Hopefully, you've realized that these statements are not my sentiments: They're comments I've observed on game websites. Need proof? People crucified Aaron Thomas a few months ago because he didn't appreciate Uncharted 2 as much as everyone else. I've also been told that Final Fantasy 13 has a horrible storyline and goofy characters more than once — even though I enjoyed both — and I've listened to hordes of PC gamers claim that Halo players are idiots who've never stroked a mouse.
Many of these derogatory statements toward other gamers' preferences stem from personal insecurities and famous journalists' distaste for particular genres. This attitude by both journalists and amateurs is partially due to the medium's history of being a scapegoat for society's ills. Unfortunately, what usually begins as a justification for our own interests often results in the promotion of games we believe are forwarding our medium and the criticism of what we view as others' poor taste.
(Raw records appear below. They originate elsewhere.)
//! Configuration Management
//!
//! Resolves the runtime settings: where the backend lives, how long to wait
//! for it, and where the credential store keeps its record.
//!
//! # Resolution Precedence
//! 1. Explicit values (command-line flags)
//! 2. Environment variables (`ASKDB_BACKEND_URL`, `ASKDB_TIMEOUT_MS`, `ASKDB_STORE_PATH`)
//! 3. Built-in defaults

use std::path::PathBuf;
use std::time::Duration;

use crate::error::{ClientError, Result};
use crate::store::default_store_path;

/// Backend address used when nothing else is configured
pub const DEFAULT_BACKEND_URL: &str = "http://localhost:5000";

/// Per-request timeout used when nothing else is configured
pub const DEFAULT_TIMEOUT_MS: u64 = 5000;

pub const ENV_BACKEND_URL: &str = "ASKDB_BACKEND_URL";
pub const ENV_TIMEOUT_MS: &str = "ASKDB_TIMEOUT_MS";
pub const ENV_STORE_PATH: &str = "ASKDB_STORE_PATH";

/// Values supplied explicitly, typically from command-line flags
#[derive(Debug, Clone, Default)]
pub struct Overrides {
    pub backend_url: Option<String>,
    pub timeout_ms: Option<u64>,
    pub store_path: Option<PathBuf>,
}

/// Resolved runtime settings
#[derive(Debug, Clone, PartialEq, Eq)]
pub struct Settings {
    /// Backend base URL, without a trailing slash
    pub backend_url: String,

    /// Upper bound on every backend call
    pub timeout: Duration,

    /// Location of the stored connection profile
    pub store_path: PathBuf,
}

impl Settings {
    /// Resolve settings from overrides, the process environment and defaults
    pub fn resolve(overrides: Overrides) -> Result<Self> {
        Self::resolve_with(overrides, |key| std::env::var(key).ok())
    }

    /// Resolve settings with an explicit environment lookup
    pub fn resolve_with(
        overrides: Overrides,
        env: impl Fn(&str) -> Option<String>,
    ) -> Result<Self> {
        let backend_url = overrides
            .backend_url
            .or_else(|| env(ENV_BACKEND_URL))
            .unwrap_or_else(|| DEFAULT_BACKEND_URL.to_string());
        let backend_url = normalize_url(&backend_url)?;

        let timeout_ms = match overrides.timeout_ms {
            Some(ms) => ms,
            None => match env(ENV_TIMEOUT_MS) {
                Some(raw) => raw.trim().parse::<u64>().map_err(|_| {
                    ClientError::config_error(format!(
                        "{ENV_TIMEOUT_MS} must be a number of milliseconds, got '{raw}'"
                    ))
                })?,
                None => DEFAULT_TIMEOUT_MS,
            },
        };
        if timeout_ms == 0 {
            return Err(ClientError::config_error("Timeout must be greater than zero"));
        }

        let store_path = match overrides.store_path.or_else(|| env(ENV_STORE_PATH).map(PathBuf::from)) {
            Some(path) => path,
            None => default_store_path()?,
        };

        Ok(Self { backend_url, timeout: Duration::from_millis(timeout_ms), store_path })
    }
}

fn normalize_url(raw: &str) -> Result<String> {
    let trimmed = raw.trim().trim_end_matches('/');
    if !(trimmed.starts_with("http://") || trimmed.starts_with("https://")) {
        return Err(ClientError::config_error(format!(
            "Backend URL must start with http:// or https://, got '{raw}'"
        )));
    }
    Ok(trimmed.to_string())
}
Final Fantasy's detractors sometimes depict fans of the series as overly emotional, trench coat-wearing loners. They do this to justify their preference for more realistic characters, but they don't directly mention why they find Final Fantasy unappealing. Regrettably, I made a similar mistake when I called 1UP's Jeremy Parish a fanboy for writing several articles praising Dragon Quest 5. Even though my response was in disagreement with his take on storytelling, it was foolish of me to label him a fanboy. People have different tastes.
Criticizing people's preferences is common when discussing other genres as well. If someone enjoys EA titles like Madden, certain gamers might label him as a member of the mainstream who can't possibly appreciate good gameplay. Likewise, people often view a those who enjoy non-violent games like The Sims or Animal Crossing as incapable of appreciating "real games."
Neither of the above labels is entirely fair since some fans of Madden and Animal Crossing might also appreciate Shadow Complex and Demon's Souls. And even if they don't, their reasons for enjoying Madden and Animal Crossing are just as legitimate as someone who appreciates Uncharted 2 for its Indiana Jones-style adventuring.
Obviously, a complete replacement of personal bias is impractical, but it's possible to become more open-minded when discussing video games with our friends, family, and strangers. Voicing our opinions on various video games is still worthwhile, but we shouldn't insult others' tastes in the process. After all, a higher degree of tolerance could significantly expand the video game community and encourage the creation of additional games. Isn't that what we ultimately want?